By DAA General Account posted 11-04-2014 03:09 AM

  

Here’s the thing about data. You can shape it into anything. 

The great sin, of course, is to shape the data into nothing, to gather up the disparate numbers and pile them onto a page. “Here,” you say as you brush the serif edges from your hands and let them all tumble together. “Have some data.”

So you don’t do that. You wave your hands and swirl the data around into meaningful shapes and you create a story.

And therein lies the thing. The rub. The conundrum. What story will you create?

A true one, you say. Numbers don’t lie. Numbers are binary. Black and white. Concrete.

Only you know none of those things are true.

What you do know is this: there is meaning behind the numbers. You just have to find it.

The Stories in Search Data

I spend a lot of my time looking at search data. When companies tell me how well their sites are performing in search engines, they talk about rankings, and maybe how much traffic they get from search.

Great. You can’t connect with audiences through search engines if your site doesn’t rank for anything and ranking is meaningless if it doesn’t result in site traffic. But if you’re just reporting rankings and traffic, you’re piling numbers on a page. You’re missing the story.
 

The magic of search data is that the numbers represent words: the literal questions and hopes and fears and needs of your audience. Your audience types what they want right into the search box and hope they feel lucky.

So your site is getting traffic from search engines. So what? Is it all waylaid souls, looking for Taylor Swift song lyrics and not your “Swift Bowling Alley and Arcade Fun Complex”?

What are the stories? 

First, let’s check the foundation. How diversified is the traffic? Getting 98% of traffic from (unpaid) search engines might sound great to the search engine optimization team, but it’s not solid ground. Search engine algorithms change all the time, resulting in normal fluctuations that cause traffic to come and go. Unpaid search traffic is definitely vital (everyone searches) but it shouldn’t be all consuming.

[A high level view of traffic distribution]

But what is your audience searching for? Here’s where the story gets really interesting. It’s the part with all the plot, the conflict, the motivations, the regrets. The part where we find out that we all told the focus group leader we wanted more styles of tailored pants, but deep down, all we wanted was comfier pajamas.

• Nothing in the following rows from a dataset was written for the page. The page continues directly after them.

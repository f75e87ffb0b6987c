//! GreenGap Web Server
//!
//! Axum-based REST API exposing the rebound analytics pipeline to the
//! GreenGap dashboard.
//!
//! - Simulated-data endpoints for demos
//! - Analysis of caller-supplied series and uploaded datasets
//! - Configurable CORS policy
//! - Sanitized error responses (input errors are 400, everything else 500)

use std::sync::Arc;

use axum::{
    extract::DefaultBodyLimit,
    http::{header, HeaderValue, Method, StatusCode},
    response::{IntoResponse, Response},
    routing::{get, post},
    Json, Router,
};
use tower_http::{cors::CorsLayer, trace::TraceLayer};
use tracing::{error, info};

use greengap_core::{advisor_for, Advisor, AnalysisConfig, Pipeline, Simulator};

mod handlers;

/// Maximum file upload size (10 MB)
pub const MAX_UPLOAD_SIZE: usize = 10 * 1024 * 1024;

/// Upper bound on simulated periods per request
pub const MAX_SIMULATION_DAYS: usize = 3650;

/// Environment variable holding comma-separated allowed CORS origins
pub const ALLOWED_ORIGINS_ENV: &str = "GREENGAP_ALLOWED_ORIGINS";

/// Origins allowed when nothing is configured (local frontend dev servers)
const DEV_ORIGINS: [&str; 4] = [
    "http://localhost:3000",
    "http://127.0.0.1:3000",
    "http://localhost:5173",
    "http://127.0.0.1:5173",
];

/// Server configuration
#[derive(Clone, Debug)]
pub struct ServerConfig {
    /// Allowed CORS origins
    pub allowed_origins: Vec<String>,
}

impl Default for ServerConfig {
    fn default() -> Self {
        Self {
            allowed_origins: DEV_ORIGINS.iter().map(|o| o.to_string()).collect(),
        }
    }
}

impl ServerConfig {
    /// Read allowed origins from `GREENGAP_ALLOWED_ORIGINS`, falling back to
    /// the local dev origins
    pub fn from_env() -> Self {
        match std::env::var(ALLOWED_ORIGINS_ENV) {
            Ok(value) => Self {
                allowed_origins: parse_origins(&value),
            },
            Err(_) => Self::default(),
        }
    }
}

fn parse_origins(value: &str) -> Vec<String> {
    value
        .split(',')
        .map(str::trim)
        .filter(|o| !o.is_empty())
        .map(String::from)
        .collect()
}

/// Shared application state
///
/// Read-only after startup; every request computes independently.
pub struct AppState {
    pub pipeline: Pipeline,
    pub simulator: Simulator,
    pub advisor: Option<Box<dyn Advisor>>,
    pub config: ServerConfig,
}

impl AppState {
    pub fn new(analysis: AnalysisConfig, config: ServerConfig) -> Self {
        let advisor = advisor_for(analysis.advisor);
        Self::with_advisor(analysis, config, advisor)
    }

    /// Build state with an explicit advisor (or none)
    pub fn with_advisor(
        analysis: AnalysisConfig,
        config: ServerConfig,
        advisor: Option<Box<dyn Advisor>>,
    ) -> Self {
        let simulator = Simulator::new(analysis.simulation.clone(), analysis.efficiency_gain);
        Self {
            pipeline: Pipeline::new(analysis),
            simulator,
            advisor,
            config,
        }
    }

    pub fn analysis(&self) -> &AnalysisConfig {
        self.pipeline.config()
    }
}

/// Create the application router
pub fn create_router(analysis: AnalysisConfig, config: ServerConfig) -> Router {
    create_router_with_state(AppState::new(analysis, config))
}

/// Create the application router from prepared state (for testing)
pub fn create_router_with_state(state: AppState) -> Router {
    match &state.advisor {
        Some(advisor) => info!("Recommendation advisor: {}", advisor.name()),
        None => info!("ℹ️  No recommendation advisor configured"),
    }

    let cors = build_cors(&state.config);
    let state = Arc::new(state);

    let api_routes = Router::new()
        .route("/simulate", get(handlers::simulate))
        .route("/detect-rebound", get(handlers::detect_rebound))
        .route(
            "/analyze",
            get(handlers::analyze_simulated).post(handlers::analyze_series),
        )
        .route("/dashboard", get(handlers::dashboard))
        .route("/scenario", post(handlers::scenario))
        .route(
            "/upload",
            post(handlers::upload_dataset)
                // Room for multipart framing around a maximum-size file
                .layer(DefaultBodyLimit::max(MAX_UPLOAD_SIZE + 64 * 1024)),
        );

    Router::new()
        .route("/", get(handlers::home))
        .nest("/api", api_routes)
        .with_state(state)
        .layer(TraceLayer::new_for_http())
        .layer(cors)
}

fn build_cors(config: &ServerConfig) -> CorsLayer {
    let origins: Vec<HeaderValue> = config
        .allowed_origins
        .iter()
        .filter_map(|o| o.parse().ok())
        .collect();

    CorsLayer::new()
        .allow_origin(origins)
        .allow_methods([Method::GET, Method::POST, Method::OPTIONS])
        .allow_headers([header::CONTENT_TYPE])
}

/// Start the server
pub async fn serve(
    host: &str,
    port: u16,
    analysis: AnalysisConfig,
    config: ServerConfig,
) -> anyhow::Result<()> {
    info!(
        "CORS allowed origins: {}",
        if config.allowed_origins.is_empty() {
            "none".to_string()
        } else {
            config.allowed_origins.join(", ")
        }
    );

    let app = create_router(analysis, config);
    let addr = format!("{}:{}", host, port);

    info!("Starting server at http://{}", addr);

    let listener = tokio::net::TcpListener::bind(&addr).await?;
    axum::serve(listener, app).await?;

    Ok(())
}

// ============================================================================
// Error Handling
// ============================================================================

/// Application error type with proper HTTP status codes
#[derive(Debug)]
pub struct AppError {
    status: StatusCode,
    message: String,
    internal: Option<anyhow::Error>,
}

impl AppError {
    pub fn bad_request(msg: &str) -> Self {
        Self {
            status: StatusCode::BAD_REQUEST,
            message: msg.to_string(),
            internal: None,
        }
    }

    pub fn status(&self) -> StatusCode {
        self.status
    }
}

impl IntoResponse for AppError {
    fn into_response(self) -> Response {
        // Log the full internal error if present
        if let Some(err) = &self.internal {
            error!(error = %err, "Internal error");
        }

        let body = Json(serde_json::json!({
            "error": self.message
        }));

        (self.status, body).into_response()
    }
}

impl<E> From<E> for AppError
where
    E: Into<anyhow::Error>,
{
    fn from(err: E) -> Self {
        let err = err.into();

        // Caller mistakes are reported back verbatim
        if let Some(core) = err.downcast_ref::<greengap_core::Error>() {
            if core.is_input_error() {
                return Self::bad_request(&core.to_string());
            }
        }

        Self {
            status: StatusCode::INTERNAL_SERVER_ERROR,
            // Return generic message to client
            message: "An internal error occurred".to_string(),
            // Keep full error for logging
            internal: Some(err),
        }
    }
}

Is all your site’s search traffic from branded searches (variations of searches for your brand)? Then you aren’t showing up for what they’re actually looking for (like those comfy pajamas). Is none of your site’s search traffic from branded searches? Then you have some brand awareness work to do.



 

 

[A Tale of Two Sites: One With No Branded Search Traffic, the Other With Nearly All Branded Search Traffic]

The next layer of the story digs deeper. Just what people searching for other than your brand name? Are you making those visitors happy? 

By rolling up the queries into segments, you can learn a little more.  Like about how we’re all searching for comfy and cute pajamas.

[Our Searches For Pajamas]

Gather all the related data about segments and compare them to get an even deeper story of your audience and how well your site is actually performing. Below, we see that the site attracts considerably more people looking for those pajamas, and it does a better job of engaging them (with a 20% bounce rate vs. a 55% bounce for those looking for the not-as-comfortable dress pants).

 

[Percentage of Search Traffic and Related Ranking and Bounce Rate Data By Query Segment]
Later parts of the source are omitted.